2009 Portland GSA Annual Meeting (18-21 October 2009)
Paper No. 154-8
Presentation Time: 10:25 AM-10:40 AM


PATTON, Jason R.1, GOLDFINGER, Chris2, MOREY, Ann3, ERHARDT, Morgan3, BLACK, Bran3, GARRETT, Amy M.3, DJADJADIHARDJA, Yusuf4, and HANIFA, Udrekh4, (1) College of Oceanic and Atmospheric Sciences, Oregon State University, 104 COAS Admin Bldg, Corvallis, OR 97331, jpatton@coas.oregonstate.edu, (2) COAS, Oregon State University, Corvallis, OR 97331, (3) COAS, Oregon State University, 104 COAS Admin Bldg, Corvallis, OR 97331, (4) Bandan Penghajian Dan Penerapan Teknologi (BPPT), BPPT 2nd Building, 19th Floor, Jl.MH.Thamrin 8, Jakarta, 10340, Indonesia

Earthquakes and tsunamis are some of the most deadly natural disasters, with the 26 December 2004 Sumatra-Andaman earthquake and tsunami responsible for the deaths of nearly a quarter of a million people. Knowledge about the earthquake cycle, through many cycles, is fundamental to understanding both the societal risk and the nature of the seismogenic process. 109 piston-, gravity-, kasten-, and multi-cores were collected along the length of the Sumatra margin, from the 26 December 2004 Mw 9.3 rupture zone in the north, to the southern tip of Sumatra Island. 49 cores were located in the region of the 2004 rupture and are considered in this study.

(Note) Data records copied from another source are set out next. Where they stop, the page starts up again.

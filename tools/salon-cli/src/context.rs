//! CLI execution context.

use std::path::{Path, PathBuf};

use anyhow::{Context as _, Result};
use salon_data::SourceSpec;

use crate::config::CliConfig;
use crate::output::Output;

/// Config file names looked up from the working directory upwards.
pub const CONFIG_NAMES: [&str; 3] = ["salon.toml", ".salon.toml", "salon.json"];

/// Execution context for CLI commands.
pub struct Context {
    /// CLI configuration.
    pub config: CliConfig,
    /// Output handler.
    pub output: Output,
    /// Working directory.
    pub cwd: PathBuf,
    /// Catalog location given with `--source`.
    pub source_override: Option<String>,
}

impl Context {
    /// Load context from config file.
    pub fn load(config_path: Option<&str>, source: Option<String>, output: Output) -> Result<Self> {
        let cwd = std::env::current_dir().context("Failed to get current directory")?;

        let config = if let Some(path) = config_path {
            CliConfig::load(path)?
        } else {
            // Try to find config in current directory or parent directories
            Self::find_config(&cwd).unwrap_or_default()
        };

        Ok(Self {
            config,
            output,
            cwd,
            source_override: source,
        })
    }

    /// Find config file in directory tree.
    fn find_config(start: &Path) -> Option<CliConfig> {
        let mut current = start.to_path_buf();
        loop {
            for name in &CONFIG_NAMES {
                let config_path = current.join(name);
                if config_path.exists() {
                    if let Ok(config) = CliConfig::load(config_path.to_str()?) {
                        return Some(config);
                    }
                }
            }

            if !current.pop() {
                break;
            }
        }

        None
    }

    /// Catalog location: `--source` first, then `[catalog]`.
    pub fn source_spec(&self) -> Result<SourceSpec> {
        let location = self
            .source_override
            .as_deref()
            .or_else(|| self.config.catalog.location())
            .context("No catalog source. Pass --source or set [catalog] url/path in salon.toml")?;

        Ok(match SourceSpec::parse(location) {
            SourceSpec::Path(path) => SourceSpec::Path(self.resolve_path(&path)),
            url => url,
        })
    }

    /// Resolve a path relative to the working directory.
    pub fn resolve_path(&self, path: &Path) -> PathBuf {
        if path.is_absolute() {
            path.to_path_buf()
        } else {
            self.cwd.join(path)
        }
    }
}

#[cfg(test)]
mod tests {
    use super::*;

    fn context(source: Option<&str>, config: CliConfig) -> Context {
        Context {
            config,
            output: Output::new(false, true),
            cwd: PathBuf::from("/srv/salon"),
            source_override: source.map(str::to_string),
        }
    }

    #[test]
    fn test_override_wins() {
        let mut config = CliConfig::default();
        config.catalog.url = Some("https://docs.example/catalog.csv".to_string());

        let ctx = context(Some("local.csv"), config);
        assert_eq!(
            ctx.source_spec().unwrap(),
            SourceSpec::Path(PathBuf::from("/srv/salon/local.csv"))
        );
    }

    #[test]
    fn test_config_url() {
        let mut config = CliConfig::default();
        config.catalog.url = Some("https://docs.example/catalog.csv".to_string());

        let ctx = context(None, config);
        assert_eq!(
            ctx.source_spec().unwrap(),
            SourceSpec::Url("https://docs.example/catalog.csv".to_string())
        );
    }

    #[test]
    fn test_missing_source() {
        let ctx = context(None, CliConfig::default());
        assert!(ctx.source_spec().is_err());
    }
}
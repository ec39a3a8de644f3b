//! Storefront domain types and logic for a dress salon.
//!
//! This crate covers everything between the catalog CSV and the submitted order:
//!
//! - **Catalog**: CSV parsing into products, the in-memory catalog store
//! - **Search**: Facet option index and the filter engine
//! - **Cart**: Size selection, cart lines, totals
//! - **Checkout**: Order form state and order snapshots
//! - **Render**: HTML fragments for filters, product grid, cart and form
//!
//! # Example
//!
//! ```rust,ignore
//! use salon_commerce::prelude::*;
//!
//! let parsed = parse_catalog(&csv_text)?;
//! let mut shop = Storefront::with_catalog(parsed, Currency::RUB);
//!
//! // Narrow the grid
//! let selection = FilterSelection::any().with_facet(Facet::Size, "M");
//! let visible = shop.apply_filters(&selection);
//!
//! // Add a dress and check out
//! shop.select_size(&visible[0].id, Some("M"))?;
//! shop.show_form()?;
//! let order = shop.submit_order(CustomerFields::from_pairs([("name", "Anna")]))?;
//! println!("Total: {}", order.total.display());
//! ```

pub mod error;
pub mod ids;
pub mod money;

pub mod catalog;
pub mod cart;
pub mod checkout;
pub mod render;
pub mod search;
pub mod storefront;

pub use error::{CheckoutError, CommerceError, LoadError, SelectionError};
pub use ids::*;
pub use money::{Currency, Money};
pub use storefront::{CatalogStatus, Notice, Storefront};

/// Prelude for convenient imports.
pub mod prelude {
    pub use crate::error::{CheckoutError, CommerceError, LoadError, SelectionError};
    pub use crate::ids::*;
    pub use crate::money::{Currency, Money};

    // Catalog
    pub use crate::catalog::{parse_catalog, CatalogStore, LoadReport, ParsedCatalog, Product};

    // Cart
    pub use crate::cart::{AddedLine, CartLine, CartPricing, CartStore};

    // Checkout
    pub use crate::checkout::{CheckoutFlow, CustomerFields, FormState, Order};

    // Search
    pub use crate::search::{Facet, FilterIndex, FilterSelection, PriceRange};

    // Render
    pub use crate::render::Messages;

    pub use crate::storefront::{CatalogStatus, Notice, Storefront};
}
//! Interactive shopping session.

use anyhow::{bail, Result};
use dialoguer::{Confirm, Input, Select};
use salon_commerce::checkout::CustomerFields;
use salon_commerce::search::{Facet, FilterSelection, PriceRange};
use salon_commerce::{Notice, ProductId, Storefront};

use super::{load_storefront, ShopArgs};
use crate::context::Context;

/// Run the shop command.
pub async fn run(args: ShopArgs, ctx: &Context) -> Result<()> {
    if ctx.output.is_json() {
        bail!("The shop command is interactive and has no JSON output");
    }

    let mut shop = load_storefront(ctx).await?;
    let mut selection = args.filters.selection();

    loop {
        let visible = shop.apply_filters(&selection).len();
        let actions = [
            format!("Browse products ({visible})"),
            "Filter".to_string(),
            "Reset filters".to_string(),
            format!("Cart ({})", shop.cart().item_count()),
            ctx.config.messages.checkout_button.clone(),
            "Quit".to_string(),
        ];

        let choice = Select::new()
            .with_prompt("What next?")
            .items(&actions)
            .default(0)
            .interact()?;

        match choice {
            0 => browse(&mut shop, &selection, ctx)?,
            1 => selection = choose_filters(&shop, &selection, ctx)?,
            2 => {
                selection = FilterSelection::any();
                ctx.output
                    .info(&format!("Showing all {} products", shop.reset_filters().len()));
            }
            3 => show_cart(&shop, ctx),
            4 => checkout(&mut shop, ctx)?,
            _ => break,
        }
    }

    Ok(())
}

/// Pick a product from the filtered grid, then one of its sizes.
fn browse(shop: &mut Storefront, selection: &FilterSelection, ctx: &Context) -> Result<()> {
    let messages = &ctx.config.messages;
    let currency = shop.currency();

    let products: Vec<(ProductId, String, Vec<String>)> = shop
        .apply_filters(selection)
        .into_iter()
        .map(|p| {
            let label = format!(
                "{} ({}) · {} · {}",
                p.name,
                p.model,
                p.designers.join(", "),
                currency.format(p.price)
            );
            (p.id.clone(), label, p.sizes.clone())
        })
        .collect();

    if products.is_empty() {
        ctx.output.info(&messages.nothing_found);
        return Ok(());
    }

    let mut labels: Vec<&str> = products.iter().map(|(_, label, _)| label.as_str()).collect();
    labels.push("Back");

    let picked = Select::new()
        .with_prompt("Product")
        .items(&labels)
        .default(0)
        .interact()?;
    let Some((product_id, _, sizes)) = products.get(picked) else {
        return Ok(());
    };

    let size = Select::new()
        .with_prompt(messages.choose_size.as_str())
        .items(sizes)
        .default(0)
        .interact()?;

    match shop.select_size(product_id, sizes.get(size).map(String::as_str)) {
        Ok(added) => {
            show_cart(shop, ctx);
            ctx.output.success(&messages.notice(&Notice::from(&added)));
        }
        Err(e) => ctx.output.warn(&messages.notice(&Notice::from(e))),
    }
    Ok(())
}

/// Ask for every facet and the price bounds, starting from the current selection.
fn choose_filters(
    shop: &Storefront,
    current: &FilterSelection,
    ctx: &Context,
) -> Result<FilterSelection> {
    let messages = &ctx.config.messages;
    let index = shop.filter_index();
    let mut selection = FilterSelection::any();

    for facet in Facet::ALL {
        let options = index.options(facet);
        let mut items = vec![messages.any_option.as_str()];
        items.extend(options.iter().map(String::as_str));

        let default = current
            .facet(facet)
            .and_then(|value| options.iter().position(|o| o == value))
            .map_or(0, |i| i + 1);

        let choice = Select::new()
            .with_prompt(facet.as_str())
            .items(&items)
            .default(default)
            .interact()?;

        if choice > 0 {
            selection = selection.with_facet(facet, items[choice]);
        }
    }

    let bound = |value: Option<u64>| value.map(|v| v.to_string()).unwrap_or_default();
    let min: String = Input::new()
        .with_prompt(messages.min_price.as_str())
        .with_initial_text(bound(current.price.min))
        .allow_empty(true)
        .interact_text()?;
    let max: String = Input::new()
        .with_prompt(messages.max_price.as_str())
        .with_initial_text(bound(current.price.max))
        .allow_empty(true)
        .interact_text()?;

    Ok(selection.with_price(PriceRange::from_inputs(&min, &max)))
}

fn show_cart(shop: &Storefront, ctx: &Context) {
    let messages = &ctx.config.messages;
    let currency = shop.currency();
    let cart = shop.cart();

    if cart.is_empty() {
        ctx.output.info(&messages.cart_empty);
        return;
    }

    ctx.output.header(&format!("Cart ({} positions)", cart.unique_item_count()));
    for line in cart.lines() {
        let subtotal = line
            .subtotal()
            .map(|amount| currency.format(amount))
            .unwrap_or_default();
        ctx.output.list_item(&format!(
            "{} ({}), {} {} × {}  {}",
            line.name, line.model, messages.size_label, line.size, line.quantity, subtotal
        ));
    }
    let total = cart
        .total()
        .map(|amount| currency.format(amount))
        .unwrap_or_default();
    ctx.output.kv(&messages.total_label, &total);
}

/// Open the order form, collect the fields and submit.
fn checkout(shop: &mut Storefront, ctx: &Context) -> Result<()> {
    let messages = &ctx.config.messages;

    if let Err(e) = shop.show_form() {
        ctx.output.warn(&messages.notice(&Notice::from(e)));
        return Ok(());
    }

    show_cart(shop, ctx);

    let name: String = Input::new()
        .with_prompt(messages.name_field.as_str())
        .interact_text()?;
    let phone: String = Input::new()
        .with_prompt(messages.phone_field.as_str())
        .interact_text()?;

    let confirmed = Confirm::new()
        .with_prompt(messages.submit_button.as_str())
        .default(true)
        .interact()?;
    if !confirmed {
        shop.hide_form();
        ctx.output.info(&messages.cancel_button);
        return Ok(());
    }

    let customer = CustomerFields::from_pairs([("name", name), ("phone", phone)]);
    match shop.submit_order(customer) {
        Ok(order) => {
            ctx.output.success(&messages.notice(&Notice::from(&order)));
            ctx.output.kv("order", order.id.as_str());
        }
        Err(e) => ctx.output.warn(&messages.notice(&Notice::from(e))),
    }
    Ok(())
}
//! Order types.

use std::collections::BTreeMap;

use chrono::{DateTime, Utc};
use serde::{Deserialize, Serialize};

use crate::cart::CartLine;
use crate::ids::OrderId;
use crate::money::Money;

/// Named fields gathered from the order form.
///
/// A flat name → value mapping; a repeated name keeps the last value.
#[derive(Debug, Clone, Default, PartialEq, Eq, Serialize, Deserialize)]
#[serde(transparent)]
pub struct CustomerFields(BTreeMap<String, String>);

impl CustomerFields {
    pub fn new() -> Self {
        Self::default()
    }

    /// Collect fields; a later duplicate name replaces the earlier value.
    pub fn from_pairs<K, V>(pairs: impl IntoIterator<Item = (K, V)>) -> Self
    where
        K: Into<String>,
        V: Into<String>,
    {
        let mut fields = Self::new();
        for (name, value) in pairs {
            fields.insert(name, value);
        }
        fields
    }

    pub fn insert(&mut self, name: impl Into<String>, value: impl Into<String>) {
        self.0.insert(name.into(), value.into());
    }

    pub fn get(&self, name: &str) -> Option<&str> {
        self.0.get(name).map(String::as_str)
    }

    pub fn iter(&self) -> impl Iterator<Item = (&str, &str)> {
        self.0.iter().map(|(k, v)| (k.as_str(), v.as_str()))
    }

    pub fn is_empty(&self) -> bool {
        self.0.is_empty()
    }
}

/// A submitted order.
///
/// Never stored: it is logged and echoed back to the shopper.
#[derive(Debug, Clone, Serialize, Deserialize, PartialEq, Eq)]
pub struct Order {
    pub id: OrderId,
    pub customer: CustomerFields,
    /// Cart lines as they were at submission.
    pub items: Vec<CartLine>,
    pub total: Money,
    pub placed_at: DateTime<Utc>,
}

impl Order {
    pub fn new(customer: CustomerFields, items: Vec<CartLine>, total: Money) -> Self {
        Self {
            id: OrderId::generate(),
            customer,
            items,
            total,
            placed_at: Utc::now(),
        }
    }

    /// The value of the form's `name` field.
    pub fn customer_name(&self) -> Option<&str> {
        self.customer.get("name")
    }

    /// Total units ordered.
    pub fn item_count(&self) -> u64 {
        self.items.iter().map(|i| u64::from(i.quantity)).sum()
    }

    /// JSON form of the order for diagnostics.
    pub fn to_json(&self) -> String {
        serde_json::to_string(self).unwrap_or_else(|_| self.id.to_string())
    }
}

Using core logs, physical property data (density and magnetic susceptibility “fingerprints”), 14C and 210Pb age control, and computed tomography (CT) data, turbidite stratigraphy is correlated between cores collected in slope basin and trench sites in an attempt to estimate recurrence of earthquakes in this region. We apply criteria developed in Cascadia, Japan, and in Sumatra thus far to discriminate such events from those triggered by other mechanisms. Testing the turbidite stratigraphy for synchronous triggering of turbidity currents from sedimentologically isolated basins is our method for discriminating seismic from other triggering mechanisms. Turbidites examined thus far pass tests of synchronous triggering based on temporal and spatial correlation among sedimentologically isolated sites. The uppermost turbidite is also consistent with deposition following the 2004 earthquake. The most likely triggers for these events are past earthquakes.

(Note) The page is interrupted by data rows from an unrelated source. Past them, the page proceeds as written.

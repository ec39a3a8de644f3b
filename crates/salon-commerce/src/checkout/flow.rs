//! Order form state machine.

use crate::cart::CartStore;
use crate::checkout::{CustomerFields, Order};
use crate::error::CheckoutError;
use crate::money::{Currency, Money};
use serde::{Deserialize, Serialize};

/// Visibility of the order form.
#[derive(Debug, Clone, Copy, PartialEq, Eq, Hash, Serialize, Deserialize, Default)]
#[serde(rename_all = "lowercase")]
pub enum FormState {
    #[default]
    Hidden,
    Visible,
}

impl FormState {
    pub fn as_str(&self) -> &'static str {
        match self {
            FormState::Hidden => "hidden",
            FormState::Visible => "visible",
        }
    }
}

/// Checkout flow: `Hidden → Visible → Hidden`.
///
/// The form opens only for a non-empty cart and closes on hide or on a
/// successful submission.
#[derive(Debug, Clone, Default, PartialEq, Eq, Serialize, Deserialize)]
pub struct CheckoutFlow {
    state: FormState,
}

impl CheckoutFlow {
    pub fn new() -> Self {
        Self::default()
    }

    pub fn state(&self) -> FormState {
        self.state
    }

    pub fn is_visible(&self) -> bool {
        self.state == FormState::Visible
    }

    /// Reveal the order form. Fails for an empty cart and changes nothing.
    pub fn show_form(&mut self, cart: &CartStore) -> Result<(), CheckoutError> {
        if cart.is_empty() {
            return Err(CheckoutError::EmptyCart);
        }
        self.state = FormState::Visible;
        Ok(())
    }

    /// Hide the order form. Always succeeds.
    pub fn hide_form(&mut self) {
        self.state = FormState::Hidden;
    }

    /// Submit the order form.
    ///
    /// Builds the order from the customer fields and a snapshot of the cart,
    /// then clears the cart and hides the form. The fields are not validated:
    /// a submission without a `name` still goes through.
    pub fn submit(
        &mut self,
        customer: CustomerFields,
        cart: &mut CartStore,
        currency: Currency,
    ) -> Result<Order, CheckoutError> {
        if !self.is_visible() {
            return Err(CheckoutError::FormHidden);
        }

        let total = cart.total().ok_or(CheckoutError::Overflow)?;
        let order = Order::new(customer, cart.lines().to_vec(), Money::new(total, currency));

        tracing::info!(
            target: "salon_commerce::checkout",
            order_id = %order.id,
            lines = order.items.len(),
            total = order.total.amount,
            order = %order.to_json(),
            "order submitted"
        );

        cart.clear();
        self.hide_form();
        Ok(order)
    }
}

#[cfg(test)]
mod tests {
    use super::*;
    use crate::catalog::product::fixtures::product;
    use crate::catalog::CatalogStore;
    use crate::ids::ProductId;

    fn cart_with_item() -> CartStore {
        let catalog = CatalogStore::new(vec![product("A1", 5000, &["X"], &["S", "M", "L"])]);
        let mut cart = CartStore::new();
        cart.select_size(&catalog, &ProductId::new("A1"), Some("M")).unwrap();
        cart.select_size(&catalog, &ProductId::new("A1"), Some("M")).unwrap();
        cart
    }

    #[test]
    fn test_show_form_on_empty_cart_keeps_hidden() {
        let mut flow = CheckoutFlow::new();
        assert_eq!(flow.show_form(&CartStore::new()), Err(CheckoutError::EmptyCart));
        assert_eq!(flow.state(), FormState::Hidden);
    }

    #[test]
    fn test_show_and_hide() {
        let mut flow = CheckoutFlow::new();
        flow.show_form(&cart_with_item()).unwrap();
        assert!(flow.is_visible());
        flow.hide_form();
        assert_eq!(flow.state(), FormState::Hidden);
    }

    #[test]
    fn test_submit_clears_cart_and_hides_form() {
        let mut flow = CheckoutFlow::new();
        let mut cart = cart_with_item();
        flow.show_form(&cart).unwrap();

        let customer = CustomerFields::from_pairs([("name", "Anna"), ("phone", "+7 900 000-00-00")]);
        let order = flow.submit(customer, &mut cart, Currency::RUB).unwrap();

        assert_eq!(order.total.amount, 10000);
        assert_eq!(order.items.len(), 1);
        assert_eq!(order.items[0].quantity, 2);
        assert_eq!(order.item_count(), 2);
        assert_eq!(order.customer_name(), Some("Anna"));
        assert!(cart.is_empty());
        assert_eq!(cart.total(), Some(0));
        assert_eq!(flow.state(), FormState::Hidden);
    }

    #[test]
    fn test_submit_without_name_still_succeeds() {
        let mut flow = CheckoutFlow::new();
        let mut cart = cart_with_item();
        flow.show_form(&cart).unwrap();

        let order = flow.submit(CustomerFields::new(), &mut cart, Currency::RUB).unwrap();
        assert_eq!(order.customer_name(), None);
        assert!(cart.is_empty());
    }

    #[test]
    fn test_submit_while_hidden_is_rejected() {
        let mut flow = CheckoutFlow::new();
        let mut cart = cart_with_item();
        let result = flow.submit(CustomerFields::new(), &mut cart, Currency::RUB);
        assert_eq!(result, Err(CheckoutError::FormHidden));
        assert_eq!(cart.unique_item_count(), 1);
    }
}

19 turbidites in 8 cores are interpreted to have been triggered during strong ground shaking from earthquakes over the past ~7,200 years. The recurrence interval (RI) estimate for earthquakes in the 2004 rupture region for the last 7.2 ka is 400±60 years. The recurrence pattern appears to include significant clustering through the Holocene, with several gaps of 700-1000 years. The turbidite record is also compatible with the developing onshore record of paleoearthquakes in Aceh, Thailand, and the Andaman Islands.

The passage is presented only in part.